§ Problem details: Would you show every line from the records that holds "Copy"?
*** Opening Data records ***
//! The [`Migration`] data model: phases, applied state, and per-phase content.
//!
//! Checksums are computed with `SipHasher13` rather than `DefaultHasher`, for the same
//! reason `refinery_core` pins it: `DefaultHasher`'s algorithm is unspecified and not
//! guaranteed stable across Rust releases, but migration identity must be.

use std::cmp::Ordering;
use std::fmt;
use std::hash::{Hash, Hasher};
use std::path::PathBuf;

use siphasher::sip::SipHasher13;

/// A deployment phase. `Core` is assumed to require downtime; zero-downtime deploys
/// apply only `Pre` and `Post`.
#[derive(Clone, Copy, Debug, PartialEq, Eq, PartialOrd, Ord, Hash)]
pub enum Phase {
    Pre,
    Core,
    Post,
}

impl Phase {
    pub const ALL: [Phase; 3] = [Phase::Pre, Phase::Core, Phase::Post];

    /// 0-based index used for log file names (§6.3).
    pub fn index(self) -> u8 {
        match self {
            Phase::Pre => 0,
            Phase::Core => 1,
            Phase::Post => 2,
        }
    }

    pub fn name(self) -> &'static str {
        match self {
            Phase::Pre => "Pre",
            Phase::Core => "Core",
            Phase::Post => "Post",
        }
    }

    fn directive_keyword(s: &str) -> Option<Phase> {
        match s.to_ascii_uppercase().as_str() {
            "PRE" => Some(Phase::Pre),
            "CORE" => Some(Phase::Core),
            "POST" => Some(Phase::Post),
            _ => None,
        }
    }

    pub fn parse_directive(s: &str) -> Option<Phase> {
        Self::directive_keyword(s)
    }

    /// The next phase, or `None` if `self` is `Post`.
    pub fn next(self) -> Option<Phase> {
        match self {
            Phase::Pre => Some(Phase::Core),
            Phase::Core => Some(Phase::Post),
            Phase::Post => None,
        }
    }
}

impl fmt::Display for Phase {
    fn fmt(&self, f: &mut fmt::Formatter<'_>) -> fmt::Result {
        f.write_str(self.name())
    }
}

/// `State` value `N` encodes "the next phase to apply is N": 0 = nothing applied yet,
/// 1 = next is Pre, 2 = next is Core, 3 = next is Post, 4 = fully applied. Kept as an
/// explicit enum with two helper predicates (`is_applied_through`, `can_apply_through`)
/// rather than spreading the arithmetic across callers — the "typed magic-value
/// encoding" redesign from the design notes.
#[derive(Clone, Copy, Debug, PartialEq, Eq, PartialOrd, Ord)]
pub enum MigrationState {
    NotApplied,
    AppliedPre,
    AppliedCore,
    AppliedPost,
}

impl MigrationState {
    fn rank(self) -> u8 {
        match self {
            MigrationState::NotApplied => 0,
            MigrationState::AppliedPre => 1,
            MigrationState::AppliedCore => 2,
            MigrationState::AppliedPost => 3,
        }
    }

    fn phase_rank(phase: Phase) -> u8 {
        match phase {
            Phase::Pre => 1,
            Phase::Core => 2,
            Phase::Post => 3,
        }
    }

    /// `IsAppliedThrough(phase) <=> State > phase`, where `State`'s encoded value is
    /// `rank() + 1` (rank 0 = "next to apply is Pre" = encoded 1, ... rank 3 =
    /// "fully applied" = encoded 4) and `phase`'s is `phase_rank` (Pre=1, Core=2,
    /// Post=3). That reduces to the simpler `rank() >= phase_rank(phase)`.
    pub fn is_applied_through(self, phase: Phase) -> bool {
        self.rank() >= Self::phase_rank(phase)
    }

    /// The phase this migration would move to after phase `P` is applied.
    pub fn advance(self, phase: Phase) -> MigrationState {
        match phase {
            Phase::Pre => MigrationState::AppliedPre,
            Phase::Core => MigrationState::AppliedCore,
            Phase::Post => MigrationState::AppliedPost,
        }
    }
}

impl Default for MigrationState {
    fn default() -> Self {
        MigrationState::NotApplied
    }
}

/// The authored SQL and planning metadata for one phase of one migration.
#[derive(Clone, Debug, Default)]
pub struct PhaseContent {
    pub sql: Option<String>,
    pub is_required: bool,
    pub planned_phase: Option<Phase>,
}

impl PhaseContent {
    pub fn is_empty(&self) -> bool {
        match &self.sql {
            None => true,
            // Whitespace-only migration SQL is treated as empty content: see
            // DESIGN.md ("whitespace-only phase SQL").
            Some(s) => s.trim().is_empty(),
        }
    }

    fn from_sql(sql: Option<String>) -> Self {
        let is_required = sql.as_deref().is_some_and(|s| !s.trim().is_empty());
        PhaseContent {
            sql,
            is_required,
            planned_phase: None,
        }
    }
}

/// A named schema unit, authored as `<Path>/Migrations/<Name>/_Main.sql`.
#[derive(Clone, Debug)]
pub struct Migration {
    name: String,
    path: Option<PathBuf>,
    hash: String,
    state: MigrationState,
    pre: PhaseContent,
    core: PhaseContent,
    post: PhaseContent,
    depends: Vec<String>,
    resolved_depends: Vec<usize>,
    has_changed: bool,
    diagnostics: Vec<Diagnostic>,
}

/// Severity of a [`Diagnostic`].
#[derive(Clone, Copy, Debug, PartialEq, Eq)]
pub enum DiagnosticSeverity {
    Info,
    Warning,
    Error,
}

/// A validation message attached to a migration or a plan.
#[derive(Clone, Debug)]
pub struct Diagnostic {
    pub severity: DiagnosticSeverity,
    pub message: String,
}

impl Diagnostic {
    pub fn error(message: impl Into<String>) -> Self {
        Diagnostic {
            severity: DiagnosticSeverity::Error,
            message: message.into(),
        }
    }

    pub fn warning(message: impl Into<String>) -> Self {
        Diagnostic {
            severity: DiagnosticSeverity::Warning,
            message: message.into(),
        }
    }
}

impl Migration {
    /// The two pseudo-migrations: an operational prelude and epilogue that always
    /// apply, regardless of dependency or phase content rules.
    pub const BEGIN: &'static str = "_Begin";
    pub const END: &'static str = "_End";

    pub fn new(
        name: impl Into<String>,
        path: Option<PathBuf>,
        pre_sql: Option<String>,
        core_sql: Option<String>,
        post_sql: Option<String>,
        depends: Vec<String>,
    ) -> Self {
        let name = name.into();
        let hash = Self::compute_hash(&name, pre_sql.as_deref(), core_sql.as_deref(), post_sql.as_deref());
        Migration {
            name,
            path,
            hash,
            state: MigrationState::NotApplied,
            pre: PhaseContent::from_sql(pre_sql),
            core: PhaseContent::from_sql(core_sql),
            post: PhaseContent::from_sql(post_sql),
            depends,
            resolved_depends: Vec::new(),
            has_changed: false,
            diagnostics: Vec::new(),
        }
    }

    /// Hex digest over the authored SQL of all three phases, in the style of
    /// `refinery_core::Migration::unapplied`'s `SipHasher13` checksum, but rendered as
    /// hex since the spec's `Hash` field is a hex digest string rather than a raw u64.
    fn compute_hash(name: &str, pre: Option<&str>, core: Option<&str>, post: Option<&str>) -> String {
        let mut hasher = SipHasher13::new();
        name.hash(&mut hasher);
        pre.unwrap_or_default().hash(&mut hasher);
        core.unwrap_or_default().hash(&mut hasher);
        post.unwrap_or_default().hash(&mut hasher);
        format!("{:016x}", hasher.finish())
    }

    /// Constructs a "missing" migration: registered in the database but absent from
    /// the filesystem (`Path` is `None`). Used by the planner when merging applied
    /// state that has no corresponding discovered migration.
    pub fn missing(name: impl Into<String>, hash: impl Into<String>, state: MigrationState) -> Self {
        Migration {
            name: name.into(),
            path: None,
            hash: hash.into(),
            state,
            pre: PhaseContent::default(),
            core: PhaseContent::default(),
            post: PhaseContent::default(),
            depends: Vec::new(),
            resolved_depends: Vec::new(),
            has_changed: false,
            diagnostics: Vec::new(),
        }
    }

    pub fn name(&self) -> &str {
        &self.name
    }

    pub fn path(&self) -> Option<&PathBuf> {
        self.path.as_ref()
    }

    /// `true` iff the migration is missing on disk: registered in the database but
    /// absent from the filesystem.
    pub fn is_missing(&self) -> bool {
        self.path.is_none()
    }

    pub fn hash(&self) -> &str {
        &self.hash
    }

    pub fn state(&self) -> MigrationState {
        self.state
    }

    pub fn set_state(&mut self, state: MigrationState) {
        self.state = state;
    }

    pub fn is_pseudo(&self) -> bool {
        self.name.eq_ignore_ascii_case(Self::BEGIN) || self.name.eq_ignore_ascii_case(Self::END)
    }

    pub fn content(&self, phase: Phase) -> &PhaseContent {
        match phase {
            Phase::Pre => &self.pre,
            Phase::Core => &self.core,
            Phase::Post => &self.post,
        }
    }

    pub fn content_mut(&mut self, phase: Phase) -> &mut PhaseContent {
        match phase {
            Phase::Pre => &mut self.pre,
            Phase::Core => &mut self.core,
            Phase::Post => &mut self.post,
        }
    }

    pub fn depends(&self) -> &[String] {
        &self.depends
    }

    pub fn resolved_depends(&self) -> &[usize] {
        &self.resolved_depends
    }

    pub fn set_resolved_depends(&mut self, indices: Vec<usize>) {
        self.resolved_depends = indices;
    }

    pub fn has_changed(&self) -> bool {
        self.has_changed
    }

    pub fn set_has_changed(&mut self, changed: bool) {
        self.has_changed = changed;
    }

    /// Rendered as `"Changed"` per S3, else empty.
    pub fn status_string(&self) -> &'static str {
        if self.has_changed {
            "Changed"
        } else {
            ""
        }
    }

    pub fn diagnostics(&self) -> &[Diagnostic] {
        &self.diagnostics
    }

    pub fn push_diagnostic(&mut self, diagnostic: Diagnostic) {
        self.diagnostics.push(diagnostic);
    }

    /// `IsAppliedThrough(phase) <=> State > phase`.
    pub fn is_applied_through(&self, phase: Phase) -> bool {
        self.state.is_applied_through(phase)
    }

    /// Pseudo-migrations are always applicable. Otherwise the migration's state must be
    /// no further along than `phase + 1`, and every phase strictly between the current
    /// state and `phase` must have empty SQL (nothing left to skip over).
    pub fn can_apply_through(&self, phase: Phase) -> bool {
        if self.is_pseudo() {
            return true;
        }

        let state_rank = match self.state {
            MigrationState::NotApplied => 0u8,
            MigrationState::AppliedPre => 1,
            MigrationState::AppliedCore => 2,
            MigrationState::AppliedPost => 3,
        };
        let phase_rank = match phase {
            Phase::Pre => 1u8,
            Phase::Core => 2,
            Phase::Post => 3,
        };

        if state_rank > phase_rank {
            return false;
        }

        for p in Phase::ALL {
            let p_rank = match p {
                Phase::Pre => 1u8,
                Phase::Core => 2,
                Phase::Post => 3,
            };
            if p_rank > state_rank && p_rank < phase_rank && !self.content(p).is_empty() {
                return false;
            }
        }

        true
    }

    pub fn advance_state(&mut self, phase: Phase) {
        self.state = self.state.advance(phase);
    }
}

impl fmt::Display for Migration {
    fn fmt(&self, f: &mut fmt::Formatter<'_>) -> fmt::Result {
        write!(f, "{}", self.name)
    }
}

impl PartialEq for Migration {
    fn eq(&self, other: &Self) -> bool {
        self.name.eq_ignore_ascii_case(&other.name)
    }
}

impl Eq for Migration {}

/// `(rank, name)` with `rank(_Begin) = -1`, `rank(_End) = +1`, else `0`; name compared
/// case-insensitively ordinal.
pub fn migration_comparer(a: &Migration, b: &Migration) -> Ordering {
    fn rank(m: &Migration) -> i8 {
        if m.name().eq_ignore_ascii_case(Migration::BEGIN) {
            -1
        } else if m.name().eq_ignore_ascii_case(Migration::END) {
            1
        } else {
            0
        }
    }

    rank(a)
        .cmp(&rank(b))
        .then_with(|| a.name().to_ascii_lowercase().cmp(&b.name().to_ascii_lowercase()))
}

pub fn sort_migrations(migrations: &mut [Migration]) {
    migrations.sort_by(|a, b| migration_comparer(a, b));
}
*** Closing Data records ***
§ Problem solution:
#[derive(Clone, Copy, Debug, PartialEq, Eq, PartialOrd, Ord, Hash)]
#[derive(Clone, Copy, Debug, PartialEq, Eq, PartialOrd, Ord)]
#[derive(Clone, Copy, Debug, PartialEq, Eq)]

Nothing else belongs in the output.